In the next steps I’ll try to document my beginners attempts at concurrency in Python.
The idea
Using the -l
(location) parameter you can specify the location path where smalisca should
lookup for files before parsing them and afterwards collecting valuable information. Looking closely
at the code I’ve noticed that os.walk
already returns a list of “some important information about files and directories.” The multiprocessing
documentation refers to the Pool
object:
[…] is the Pool object which offers a convenient means of parallelizing the execution of a function across multiple input values, distributing the input data across processes (data parallelism). […]
So I can:
- parallelize the execution of a single function
- use the same input data source for each thread/process
- distribute the input data across processes
Ok, that sounds great!
Some basic code
The basic idea is to “walk” through files and call a function for every single found file. You’d usually start like this:
for root, dirs, files in os.walk(location):
# call here some function(s) to do whatever with the dirs/files
But first an input filename list has to be generated:
def get_file_list(folder):
""" Returns a list of files inside the <folder> directory """
file_list = []
# "Walk" through folder
for root, dirs, files in os.walk(folder):
for filename in files:
filepath = os.path.join(root, filename)
# Check if it's file
if os.path.isfile(filepath):
file_list.append(filepath)
return file_list
In order to achieve concurrency the initial list has to be splitted into several sub-lists
which are then distributed to some “workers” (aka processes). The best way to do this is to
distribute the sub-lists equally to the number of available CPU cores. Given an initial
file_list
one could do following:
cpu_cores = multiprocessing.cpu_count()
for i in range(0, cpu_cores):
sub_list = [file_list[j] for j in range(0, len(file_list)) if j % cpu_cores == i]
if len(sub_list) > 0:
# Start new process with sub-list
But wait a second… What should every process do? Well, the answer is quite obvious: For every file in its sub-list, it has to call a certain function. Afterwards the process has to somehow return the results to the parent process. But how is this done?

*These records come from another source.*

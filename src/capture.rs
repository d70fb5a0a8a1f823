use std::future::Future;
use std::time::Duration;

use thiserror::Error;
use tokio::io::{AsyncBufRead, AsyncBufReadExt};
use tokio::sync::mpsc;
use tokio::task::JoinHandle;
use tokio::time::Instant;
use tracing::{debug, warn};

use crate::models::FrameObservation;
use crate::session::{FocusEngine, SessionError};

#[derive(Debug, Error)]
pub enum CaptureError {
    #[error("failed to read frame input: {0}")]
    Io(#[from] std::io::Error),
    #[error("line {line}: invalid frame: {source}")]
    Parse {
        line: usize,
        #[source]
        source: serde_json::Error,
    },
    #[error("line {line}: frame time {t} is not a valid offset")]
    InvalidTime { line: usize, t: f64 },
}

/// Upper bound on frame offsets (about 31 years).
const MAX_FRAME_TIME_SECS: f64 = 1e9;

pub fn parse_frame(line: usize, raw: &str) -> Result<FrameObservation, CaptureError> {
    let frame: FrameObservation =
        serde_json::from_str(raw).map_err(|source| CaptureError::Parse { line, source })?;
    if let Some(t) = frame.t {
        if !(0.0..=MAX_FRAME_TIME_SECS).contains(&t) {
            return Err(CaptureError::InvalidTime { line, t });
        }
    }
    Ok(frame)
}

/// Reads JSON Lines frames on a background task and hands them over through
/// a bounded queue. Malformed lines are logged and skipped. The task returns
/// the number of frames delivered.
pub fn spawn_reader<R>(
    reader: R,
    capacity: usize,
) -> (mpsc::Receiver<FrameObservation>, JoinHandle<Result<usize, CaptureError>>)
where
    R: AsyncBufRead + Unpin + Send + 'static,
{
    let (tx, rx) = mpsc::channel(capacity.max(1));

    let handle = tokio::spawn(async move {
        let mut lines = reader.lines();
        let mut line_no = 0usize;
        let mut delivered = 0usize;

        while let Some(line) = lines.next_line().await? {
            line_no += 1;
            if line.trim().is_empty() {
                continue;
            }

            match parse_frame(line_no, &line) {
                Ok(frame) => {
                    if tx.send(frame).await.is_err() {
                        debug!(line = line_no, "frame consumer closed");
                        break;
                    }
                    delivered += 1;
                }
                Err(err) => warn!(error = %err, "skipping frame"),
            }
        }

        Ok(delivered)
    });

    (rx, handle)
}

/// Feeds queued frames to the engine until the queue drains or `shutdown`
/// resolves. Returns the session clock at the point of stopping.
pub async fn drive<F>(
    engine: &mut FocusEngine,
    frames: &mut mpsc::Receiver<FrameObservation>,
    shutdown: F,
) -> Result<Duration, SessionError>
where
    F: Future<Output = ()>,
{
    let started = Instant::now();
    let mut clock = Duration::ZERO;
    tokio::pin!(shutdown);

    loop {
        tokio::select! {
            biased;
            _ = &mut shutdown => {
                debug!("stop signal received");
                break;
            }
            next = frames.recv() => {
                let Some(frame) = next else { break };
                let at = frame.t.map_or_else(|| started.elapsed(), Duration::from_secs_f64);
                clock = clock.max(at);
                let outcome = engine.process(&frame, at)?;
                debug!(
                    at_secs = at.as_secs_f64(),
                    focus_state = %outcome.focus_state,
                    rule = outcome.rule.name,
                    eyes = outcome.signals.eye_count,
                    blinks = outcome.blinks_registered,
                    blinks_per_minute = outcome.blinks_per_minute,
                    logged = outcome.logged,
                    "frame processed"
                );
            }
        }
    }

    Ok(clock)
}

#[cfg(test)]
mod tests {
    use super::*;
    use crate::config::EngineConfig;
    use crate::models::FocusState;
    use chrono::NaiveDate;
    use std::future::pending;

    fn engine() -> FocusEngine {
        let start = NaiveDate::from_ymd_opt(2026, 3, 14)
            .unwrap()
            .and_hms_opt(11, 0, 0)
            .unwrap();
        FocusEngine::new(EngineConfig::default(), start)
    }

    fn frame_line(t: f64) -> String {
        format!(
            concat!(
                r#"{{"t":{t},"width":640,"height":480,"faces":[{{"x":220,"y":140,"w":200,"#,
                r#""h":200,"emotion":"neutral","confidence":80.0,"eyes":[{{"x":40,"y":60,"#,
                r#""w":40,"h":30}},{{"x":120,"y":60,"w":40,"h":30}}]}}]}}"#
            ),
            t = t
        )
    }

    #[test]
    fn negative_frame_time_is_rejected() {
        let err = parse_frame(3, r#"{"t":-1.0,"width":10,"height":10}"#).unwrap_err();
        assert!(matches!(err, CaptureError::InvalidTime { line: 3, .. }));
    }

    #[tokio::test]
    async fn replays_frames_until_input_ends() {
        let input: String = (0..125)
            .map(|i| frame_line(f64::from(i) / 30.0) + "\n")
            .collect();
        let (mut rx, reader) = spawn_reader(std::io::Cursor::new(input.into_bytes()), 8);

        let mut engine = engine();
        let clock = drive(&mut engine, &mut rx, pending()).await.unwrap();

        assert_eq!(reader.await.unwrap().unwrap(), 125);
        assert!((clock.as_secs_f64() - 124.0 / 30.0).abs() < 1e-6);
        let entries = engine.session().entries();
        assert_eq!(entries.len(), 2);
        assert!(entries.iter().all(|e| e.focus_state == FocusState::Focused));
    }

    #[tokio::test]
    async fn malformed_lines_are_skipped() {
        let input = format!("{}\nnot json\n\n{}\n", frame_line(0.0), frame_line(2.5));
        let (mut rx, reader) = spawn_reader(std::io::Cursor::new(input.into_bytes()), 2);

        let mut engine = engine();
        drive(&mut engine, &mut rx, pending()).await.unwrap();

        assert_eq!(reader.await.unwrap().unwrap(), 2);
        assert_eq!(engine.session().entries().len(), 1);
    }

    #[tokio::test]
    async fn stop_signal_ends_the_loop() {
        let (_tx, mut rx) = mpsc::channel::<FrameObservation>(1);
        let mut engine = engine();
        let clock = drive(&mut engine, &mut rx, async {}).await.unwrap();
        assert_eq!(clock, Duration::ZERO);
        assert!(engine.session().entries().is_empty());
    }
}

Communication between processes
A simple way is to use Queue
where you can pass messages back and forth between your processes. In a more complicated example you might use JoinableQueue
where you have typical consumer scenario: Processes fetch data, modify it and then push them back into the queue (producer consumer pattern).
In my case a Queue
is perfectly fine. That way I have a safe way of letting the process pushing back the results into the queue, before merging all available results globally.
Let’s have a look at some example:
def process_files(file_list, q):
""" Proprocess every file in <file_list> and call parse_file() """
results = []
try:
for f in file_list:
results.append(parse_file(f, 3))
except:
q.put([])
raise
# Put results into queue
q.put(results)
process_files
gets a file list (a sub-list from the big list) and a queue. After
parsing the files, the function will simply put
the results into the queue. This
specific type of queue should be thread and process safe as the documentation states.
Collecting results
After all processes are done doing their job, it’s time to collect the results:
all_results = []
for i in range(0, len(procs)):
all_results.append(q.get())
q
is the queue used by the processes. Just get
all collected results and then you’re
ready to go. You can found the whole code here.
Ok, I’ve shown some introductory example how to use multiprocessing
properly by using
a very simplified code. Now let’s move on to a more (or less) complicated scenrio:
Implement parallelism for smalisca’s parsing features.
Smalisca and parallelism
One of the slowest step within smalisca is parsing. And that’s because every directory, every file found within it, has to be parsed sequentially. Even from the beginning of the development I’ve thought concurrency would be a better choice to solve that. Due to the priority of other main functionalities this never happened. Till now :)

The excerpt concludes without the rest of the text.